集體暴雷!自動化攻擊可一分鐘內越獄主流大語言模型
大語言模型應用面臨的兩大安全威脅是訓練數據泄漏和模型濫用(被應用于網絡犯罪、信息操弄、制作危險品等違法活動)。
本周內,這兩大安全威脅相繼“暴雷”。
本周一,GoUpSec曾報道研究人員成功利用新的數據提取攻擊方法從當今主流的大語言模型(包括開源和封閉,對齊和未對齊模型)中大規模提取訓練數據。
本周四,Robust Intelligence和耶魯大學人工智能安全研究人員公布了一種機器學習技術,可以自動化方式,一分鐘內越獄包括GPT-4在內的主流大型語言模型(無論模型是否開源,是否對齊)。
沒有大語言模型能夠幸免
“這種(自動越獄)攻擊方法被稱為修剪攻擊樹(TAP),可誘導GPT-4和Llama-2等復雜模型對用戶的查詢回復數百個包含有害、違規內容或不安全響應(例如:“如何在短短幾分鐘內制造出一枚炸彈”。
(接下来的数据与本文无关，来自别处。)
//! Integration tests for crumblr-session

use crumblr_session::*;
use std::collections::HashSet;
use std::sync::Arc;

#[tokio::test(flavor = "multi_thread", worker_threads = 4)]
async fn test_concurrent_get_or_insert_converges() {
    let store = Arc::new(MemorySessionStore::new());
    let sid = generate_session_id();

    let mut handles = Vec::new();
    for i in 0..32 {
        let store = store.clone();
        let sid = sid.clone();
        handles.push(tokio::spawn(async move {
            store
                .get_or_insert(&sid, "_csrf_token", format!("candidate-{}", i))
                .await
                .unwrap()
        }));
    }

    let mut seen = HashSet::new();
    for handle in handles {
        seen.insert(handle.await.unwrap());
    }

    assert_eq!(seen.len(), 1);
    let live = store.get(&sid, "_csrf_token").await.unwrap().unwrap();
    assert!(seen.contains(&live));
}

#[tokio::test]
async fn test_store_behind_trait_object() {
    let store: Arc<dyn SessionStore> = Arc::new(MemorySessionStore::new());

    store.set("abc", "flash", "hello".to_string()).await.unwrap();
    assert!(store.contains("abc", "flash").await.unwrap());

    store.reset("abc").await.unwrap();
    assert!(!store.contains("abc", "flash").await.unwrap());
}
各主流模型的攻擊測試統計結果如下(GPT4的提示越獄成功率高達90%):
測試結果表明,這個越獄漏洞在大語言模型技術中普遍存在,且沒有明顯的修復方法。
自動對抗性機器學習攻擊技術
目前,針對基于大語言模型的人工智能系統有多種攻擊策略,例如:
提示注入攻擊,即使用精心設計的提示誘導模型“吐出”違反其安全規則的答案。
人工智能模型也可能被設置后門(在觸發時生成不正確的輸出),其敏感訓練數據會被提取或中毒。模型可能會與對抗性樣本“混淆”,即觸發意外(但可預測)輸出的輸入。
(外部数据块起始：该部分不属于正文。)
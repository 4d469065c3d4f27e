//! What happens to a request whose crumb didn't check out.

use crate::config::CrumbConfig;
use crate::verifier::VerificationOutcome;

/// Action chosen for a verification outcome.
#[derive(Debug, Clone, PartialEq, Eq)]
pub enum RecoveryAction {
    /// Let the request through
    Proceed,
    /// Send the client back to the page it came from with a warning
    Redirect {
        /// Referring page
        location: String,
        /// User-facing flash message
        warning: String,
    },
    /// Reset the session and fail the request with a routing-class error
    ResetAndFail {
        /// Response body
        message: String,
    },
}

impl RecoveryAction {
    pub fn is_proceed(&self) -> bool {
        matches!(self, Self::Proceed)
    }

    pub fn resets_session(&self) -> bool {
        matches!(self, Self::ResetAndFail { .. })
    }
}

/// Maps outcomes to recovery actions.
///
/// Failures that come with a referrer are redirected back there; the page
/// re-renders with a fresh crumb. Failures without one, and missing crumbs
/// in any case, reset the session and fail hard.
#[derive(Debug, Clone)]
pub struct RecoveryPolicy {
    timed_out_message: String,
    invalid_message: String,
    rejection_message: String,
}

impl RecoveryPolicy {
    pub fn new(config: &CrumbConfig) -> Self {
        Self {
            timed_out_message: config.timed_out_message.clone(),
            invalid_message: config.invalid_message.clone(),
            rejection_message: config.rejection_message.clone(),
        }
    }

    /// Choose the action for `outcome`.
    ///
    /// ```
    /// use crumblr_csrf::{CrumbConfig, RecoveryAction, RecoveryPolicy, VerificationOutcome};
    ///
    /// let policy = RecoveryPolicy::new(&CrumbConfig::default());
    ///
    /// assert_eq!(policy.recover(VerificationOutcome::Valid, None), RecoveryAction::Proceed);
    /// assert!(policy
    ///     .recover(VerificationOutcome::Missing, Some("http://app.test/form"))
    ///     .resets_session());
    /// ```
    pub fn recover(&self, outcome: VerificationOutcome, referer: Option<&str>) -> RecoveryAction {
        let warning = match outcome {
            VerificationOutcome::Valid => return RecoveryAction::Proceed,
            VerificationOutcome::Missing => return self.reset_and_fail(),
            VerificationOutcome::ExpiredButAuthentic => &self.timed_out_message,
            VerificationOutcome::TamperedOrMismatched => &self.invalid_message,
        };

        match referer.filter(|r| !r.is_empty()) {
            Some(location) => RecoveryAction::Redirect {
                location: location.to_string(),
                warning: warning.clone(),
            },
            None => self.reset_and_fail(),
        }
    }

    fn reset_and_fail(&self) -> RecoveryAction {
        RecoveryAction::ResetAndFail {
            message: self.rejection_message.clone(),
        }
    }
}

#[cfg(test)]
mod tests {
    use super::*;
    use crate::config::{DEFAULT_INVALID_MESSAGE, DEFAULT_TIMED_OUT_MESSAGE};

    const REFERER: &str = "http://app.test/orders/new";

    fn policy() -> RecoveryPolicy {
        RecoveryPolicy::new(&CrumbConfig::new("Orders"))
    }

    #[test]
    fn test_valid_proceeds() {
        assert!(policy().recover(VerificationOutcome::Valid, Some(REFERER)).is_proceed());
        assert!(policy().recover(VerificationOutcome::Valid, None).is_proceed());
    }

    #[test]
    fn test_expired_redirects_with_timed_out_message() {
        assert_eq!(
            policy().recover(VerificationOutcome::ExpiredButAuthentic, Some(REFERER)),
            RecoveryAction::Redirect {
                location: REFERER.to_string(),
                warning: DEFAULT_TIMED_OUT_MESSAGE.to_string(),
            }
        );
    }

    #[test]
    fn test_tampered_redirects_with_invalid_message() {
        assert_eq!(
            policy().recover(VerificationOutcome::TamperedOrMismatched, Some(REFERER)),
            RecoveryAction::Redirect {
                location: REFERER.to_string(),
                warning: DEFAULT_INVALID_MESSAGE.to_string(),
            }
        );
    }

    #[test]
    fn test_no_referer_resets() {
        for outcome in [
            VerificationOutcome::ExpiredButAuthentic,
            VerificationOutcome::TamperedOrMismatched,
            VerificationOutcome::Missing,
        ] {
            assert_eq!(
                policy().recover(outcome, None),
                RecoveryAction::ResetAndFail {
                    message: "Invalid crumb".to_string()
                }
            );
            assert!(policy().recover(outcome, Some("")).resets_session());
        }
    }

    #[test]
    fn test_missing_ignores_referer() {
        assert!(policy()
            .recover(VerificationOutcome::Missing, Some(REFERER))
            .resets_session());
    }

    #[test]
    fn test_custom_messages() {
        let config = CrumbConfig::new("Orders")
            .with_timed_out_message("Slow poke!")
            .with_rejection_message("Not found");
        let policy = RecoveryPolicy::new(&config);

        assert_eq!(
            policy.recover(VerificationOutcome::ExpiredButAuthentic, Some(REFERER)),
            RecoveryAction::Redirect {
                location: REFERER.to_string(),
                warning: "Slow poke!".to_string(),
            }
        );
        assert_eq!(
            policy.recover(VerificationOutcome::Missing, None),
            RecoveryAction::ResetAndFail {
                message: "Not found".to_string()
            }
        );
    }
}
Robust Intelligence和耶魯大學研究人員發現的自動對抗性機器學習技術屬于對抗性樣本“混淆”攻擊,可突破大語言模型的安全護欄。
用魔法打敗魔法
研究人員解釋說:“(該方法)利用采用先進的語言模型來增強人工智能網絡攻擊,該攻擊模型能不斷完善有害指令,使攻擊隨著時間的推移變得更加有效,最終導致目標模型破防。”
“該流程涉及初始提示的迭代細化:在每一輪查詢中,攻擊模型都會對初始攻擊進行改進。該模型使用前幾輪的反饋來迭代出新的攻擊查詢。每種改進的方法都會經過一系列檢查,以確保其符合攻擊者的目標,然后針對目標系統進行評估。如果攻擊成功,則該流程結束。如果沒有,它會迭代生成新的策略,直到成功為止。”
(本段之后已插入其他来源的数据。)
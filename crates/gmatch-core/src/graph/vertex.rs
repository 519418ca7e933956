//! Vertex type: a labeled graph node with its incident edge lists.

use std::fmt;

use serde::{Deserialize, Serialize};

use super::edge::EdgeId;

/// Vertex identifier: the vertex's creation index within its graph.
pub type VertexId = usize;

/// A vertex in a directed graph.
///
/// Tracks the edges leaving and entering it, in edge-creation order.
#[derive(Debug, Clone, Serialize, Deserialize)]
pub struct Vertex {
    /// Creation index within the owning graph.
    pub id: VertexId,
    /// Human-readable label (for matrix-derived graphs, the index as text).
    pub label: String,
    /// Edges with this vertex as origin.
    pub outgoing: Vec<EdgeId>,
    /// Edges with this vertex as target.
    pub incoming: Vec<EdgeId>,
}

impl Vertex {
    /// Create a vertex with no incident edges.
    pub fn new(id: VertexId, label: String) -> Self {
        Self {
            id,
            label,
            outgoing: Vec::new(),
            incoming: Vec::new(),
        }
    }

    /// Number of edges leaving this vertex.
    pub fn out_degree(&self) -> usize {
        self.outgoing.len()
    }

    /// Number of edges entering this vertex.
    pub fn in_degree(&self) -> usize {
        self.incoming.len()
    }
}

impl fmt::Display for Vertex {
    fn fmt(&self, f: &mut fmt::Formatter<'_>) -> fmt::Result {
        write!(f, "Vertex({}: {})", self.id, self.label)
    }
}

#[cfg(test)]
mod tests {
    use super::*;

    #[test]
    fn fresh_vertex_has_no_edges() {
        let v = Vertex::new(3, "3".to_string());
        assert_eq!(v.id, 3);
        assert_eq!(v.out_degree(), 0);
        assert_eq!(v.in_degree(), 0);
    }

    #[test]
    fn display_shows_id_and_label() {
        let v = Vertex::new(0, "start".to_string());
        assert_eq!(v.to_string(), "Vertex(0: start)");
    }
}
這種針對大語言模型的越獄方法是自動化的,可以用于開源和閉源模型,并且能通過最小化查詢數量進行優化,以盡可能隱蔽。
研究人員針對多種主流大語言模型(包括GPT、GPT4-Turbo和PaLM-2)測試了該技術,攻擊模型只用少量查詢就成功為80%的查詢找到有效的越獄提示,平均查詢數不到30次。
研究人員表示,該方法顯著改進了此前使用可解釋提示來越獄黑盒大語言模型的自動化方法。”
大語言模型的安全競賽
人工智能軍備競賽已經進入白熱化階段,科技巨頭們每隔幾個月就會推出新的專業大語言模型(例如Twitter和Google近日先后發布的Grok和Gemini)爭奪人工智能市場的領導地位。
與此同時,大語言模型的“黑盒屬性”和“野蠻生長”導致其安全風險驟增,生成式人工智能技術已經快速滲透到各種產品、服務和技術中,業務用例不斷增長,相關內容安全和(針對AI和利用AI)網絡安全攻擊事件勢必將呈現爆發式增長。
網絡安全業界對大語言模型漏洞研究的“安全競賽”也已緊鑼密鼓地展開。例如,谷歌成立了專門針對人工智能的紅隊,并擴大了其漏洞賞金計劃以覆蓋與人工智能相關的威脅。微軟還邀請漏洞獵人來探究在其產品線中集成Copilot的各種安全風險。
今年早些時候,黑客大會DEF CON的AI Village邀請了全球頂級的黑客和紅隊成員測試來自Anthropic、Google、Hugging Face、NVIDIA、OpenAI、Stability和Microsoft的大語言模型,發現這些模型普遍存在容易被濫用的漏洞(泄漏數據、編造和傳播謠言、用于實施監控和間諜活動等)。